So, yesterday in my response to Coyne’s list of things that make him angry, I argued in response to his anger about religions  that restrict sexuality that what reflects our humanity is not pleasure or the pleasure of sex, but in fact our ability to restrict those sorts of things, and subordinate those instincts to rationality and other goals.  This, of course, could be taken as being anti-pleasure or anti-sex, and so I thought I’d take a moment to spell out what my actual thoughts on the matter are.

I’m not against pleasure.  Pleasure is, well, pleasant.  And I’m not opposed to seeking pleasure or avoiding pain.  I do both, fairly frequently.  But, to me, seeking pleasure and avoiding pain are not, in and of themselves, inherently good or useful goals.  They aren’t always what we should do, and they aren’t always the right thing to do.  It seems obvious to me that seeking pleasure isn’t always morally right; rape is an obvious case of this.  And it always seems obvious to me that sometimes we should accept pain in order to do what’s right.  If someone wanted to torture me to tell them where to find someone so that they could kill them, my fervent hope would be that I would be able to say “Go ahead; I’ll tell you nothing.”  I’m not sure I actually could do that — I’m only human, after all — but I certainly thing I ought to do that, and that it would be a weakness if I didn’t.

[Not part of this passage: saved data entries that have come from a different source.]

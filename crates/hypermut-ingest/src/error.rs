use std::path::PathBuf;

use thiserror::Error;

#[derive(Debug, Error)]
pub enum IngestError {
    #[error("directory not found: {}", path.display())]
    DirectoryNotFound { path: PathBuf },
    #[error("read directory {}", path.display())]
    DirectoryRead {
        path: PathBuf,
        #[source]
        source: std::io::Error,
    },
    #[error("read table {}", path.display())]
    TableRead {
        path: PathBuf,
        #[source]
        source: csv::Error,
    },
    #[error("write table {}", path.display())]
    TableWrite {
        path: PathBuf,
        #[source]
        source: csv::Error,
    },
}

pub type Result<T> = std::result::Result<T, IngestError>;
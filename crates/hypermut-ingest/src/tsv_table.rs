//! Tab-separated table reading and writing.
//!
//! Tables are kept as plain strings so columns this tool knows nothing about
//! survive a read/rewrite cycle untouched.

use std::path::Path;

use csv::{ReaderBuilder, WriterBuilder};

use crate::error::{IngestError, Result};

/// A tab-separated file held fully in memory.
///
/// Every row has exactly `headers.len()` cells; [`read_tsv_table`] pads short
/// records and drops cells beyond the header width.
#[derive(Debug, Clone, Default, PartialEq, Eq)]
pub struct TsvTable {
    pub headers: Vec<String>,
    pub rows: Vec<Vec<String>>,
}

impl TsvTable {
    /// Position of `name` in the header row, if present.
    pub fn column_index(&self, name: &str) -> Option<usize> {
        self.headers.iter().position(|header| header == name)
    }

    /// Returns the index of `name`, appending an empty column when absent.
    pub fn ensure_column(&mut self, name: &str) -> usize {
        if let Some(idx) = self.column_index(name) {
            return idx;
        }
        self.headers.push(name.to_string());
        let width = self.headers.len();
        for row in &mut self.rows {
            row.resize(width, String::new());
        }
        width - 1
    }

    pub fn is_empty(&self) -> bool {
        self.headers.is_empty()
    }
}

fn normalize_cell(raw: &str) -> String {
    raw.trim_matches('\u{feff}').trim().to_string()
}

/// Reads a tab-separated file with a single header row.
///
/// Blank lines are skipped. An empty file yields an empty table.
pub fn read_tsv_table(path: &Path) -> Result<TsvTable> {
    let table_read = |source| IngestError::TableRead {
        path: path.to_path_buf(),
        source,
    };

    let mut reader = ReaderBuilder::new()
        .delimiter(b'\t')
        .has_headers(false)
        .flexible(true)
        .from_path(path)
        .map_err(table_read)?;

    let mut headers: Option<Vec<String>> = None;
    let mut rows = Vec::new();
    for record in reader.records() {
        let record = record.map_err(table_read)?;
        if record.iter().all(|cell| cell.trim().is_empty()) {
            continue;
        }
        match &headers {
            None => {
                headers = Some(record.iter().map(normalize_cell).collect());
            }
            Some(headers) => {
                let mut row = Vec::with_capacity(headers.len());
                for idx in 0..headers.len() {
                    row.push(normalize_cell(record.get(idx).unwrap_or("")));
                }
                rows.push(row);
            }
        }
    }

    Ok(TsvTable {
        headers: headers.unwrap_or_default(),
        rows,
    })
}

/// Writes the table back as tab-separated text, header row first, no index
/// column.
pub fn write_tsv_table(path: &Path, table: &TsvTable) -> Result<()> {
    let table_write = |source: csv::Error| IngestError::TableWrite {
        path: path.to_path_buf(),
        source,
    };

    if table.is_empty() {
        return std::fs::write(path, "").map_err(|source| IngestError::TableWrite {
            path: path.to_path_buf(),
            source: source.into(),
        });
    }

    let mut writer = WriterBuilder::new()
        .delimiter(b'\t')
        .from_path(path)
        .map_err(table_write)?;
    writer.write_record(&table.headers).map_err(table_write)?;
    for row in &table.rows {
        writer.write_record(row).map_err(table_write)?;
    }
    writer
        .flush()
        .map_err(|source| IngestError::TableWrite {
            path: path.to_path_buf(),
            source: source.into(),
        })?;
    Ok(())
}

#[cfg(test)]
mod tests {
    use super::*;
    use tempfile::TempDir;

    #[test]
    fn reads_header_and_rows() {
        let dir = TempDir::new().unwrap();
        let path = dir.path().join("table.tsv");
        std::fs::write(&path, "A\tB\tC\n1\t2\t3\nx\ty\tz\n").unwrap();

        let table = read_tsv_table(&path).unwrap();

        assert_eq!(table.headers, vec!["A", "B", "C"]);
        assert_eq!(table.rows.len(), 2);
        assert_eq!(table.rows[0], vec!["1", "2", "3"]);
    }

    #[test]
    fn pads_short_rows_and_drops_extra_cells() {
        let dir = TempDir::new().unwrap();
        let path = dir.path().join("ragged.tsv");
        std::fs::write(&path, "A\tB\n1\nx\ty\tz\n").unwrap();

        let table = read_tsv_table(&path).unwrap();

        assert_eq!(table.rows[0], vec!["1", ""]);
        assert_eq!(table.rows[1], vec!["x", "y"]);
    }

    #[test]
    fn strips_bom_and_whitespace() {
        let dir = TempDir::new().unwrap();
        let path = dir.path().join("bom.tsv");
        std::fs::write(&path, "\u{feff}A\t B \nv1\t v2 \n").unwrap();

        let table = read_tsv_table(&path).unwrap();

        assert_eq!(table.headers, vec!["A", "B"]);
        assert_eq!(table.rows[0], vec!["v1", "v2"]);
    }

    #[test]
    fn skips_blank_lines() {
        let dir = TempDir::new().unwrap();
        let path = dir.path().join("blank.tsv");
        std::fs::write(&path, "A\tB\n\n1\t2\n\t\n").unwrap();

        let table = read_tsv_table(&path).unwrap();

        assert_eq!(table.rows, vec![vec!["1".to_string(), "2".to_string()]]);
    }

    #[test]
    fn empty_file_yields_empty_table() {
        let dir = TempDir::new().unwrap();
        let path = dir.path().join("empty.tsv");
        std::fs::write(&path, "").unwrap();

        let table = read_tsv_table(&path).unwrap();

        assert!(table.is_empty());
        assert!(table.rows.is_empty());
    }

    #[test]
    fn round_trips_unchanged_content() {
        let dir = TempDir::new().unwrap();
        let path = dir.path().join("roundtrip.tsv");
        std::fs::write(&path, "A\tB\n1\t2\nx\ty\n").unwrap();

        let table = read_tsv_table(&path).unwrap();
        write_tsv_table(&path, &table).unwrap();

        assert_eq!(read_tsv_table(&path).unwrap(), table);
        assert_eq!(std::fs::read_to_string(&path).unwrap(), "A\tB\n1\t2\nx\ty\n");
    }

    #[test]
    fn ensure_column_appends_once() {
        let mut table = TsvTable {
            headers: vec!["A".to_string()],
            rows: vec![vec!["1".to_string()], vec!["2".to_string()]],
        };

        let idx = table.ensure_column("B");
        assert_eq!(idx, 1);
        assert_eq!(table.rows[0], vec!["1", ""]);

        assert_eq!(table.ensure_column("B"), 1);
        assert_eq!(table.headers.len(), 2);
    }
}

And, in general, most people seem to agree.  No one accepts “It makes me feel good” as an excuse when someone does something that we think is morally wrong, and most people understand but regret it when someone does something that we think is immoral to avoid pain.  So the only way to make a case that seeking pleasure and avoiding pain are in and of themselves worthy or the most worthy goals to pursue is to claim that what it means to be moral is just to seek pleasure and avoid pain.  As we’ve just seen, at the individual level that doesn’t seem to work.  We all seem to accept that individual pleasure and pain is not synonymous with right.

Enter the utilitarian view and other similar concepts, that argue that what is right is what achieves the most pleasure and the least pain for everyone.  But this has a problem.  The problem is that the biggest benefit to taking any hedonistic viewpoint is that everyone can agree that pleasure is desirable (at least in some way) and pain is undesirable.  So if you use that as the basis for your morality, you won’t have too much trouble getting people to accept — at least in principle — that your underlying principles are desirable (some will disagree, but that will usually be for other reasons or because they have other underlying principles, not because they don’t think that people want pleasure and want to avoid pain).  However, that only works at the individual level.  While even a staunch egoist will accept that their own pleasure and pain are worth desiring, they may have issues with accepting that the pleasure and pain of others matters.  Moving from the individual to everyone loses that basic agreement.  There are ways to fix that up, but they end up looking an awful lot like a Hobbesian Social Contract, where we all agree to care about the pleasure and pain of others because that impacts our own pleasure and pain.  Which leads to the quite justified stance that you’ll care about the pleasure and pain of others only to the extent that it facilitates your own pleasure and pain, and so you would quite happily rape someone if you thought you could get away with it, and have a significant net gain of pleasure.  Which, of course, is not what we wanted.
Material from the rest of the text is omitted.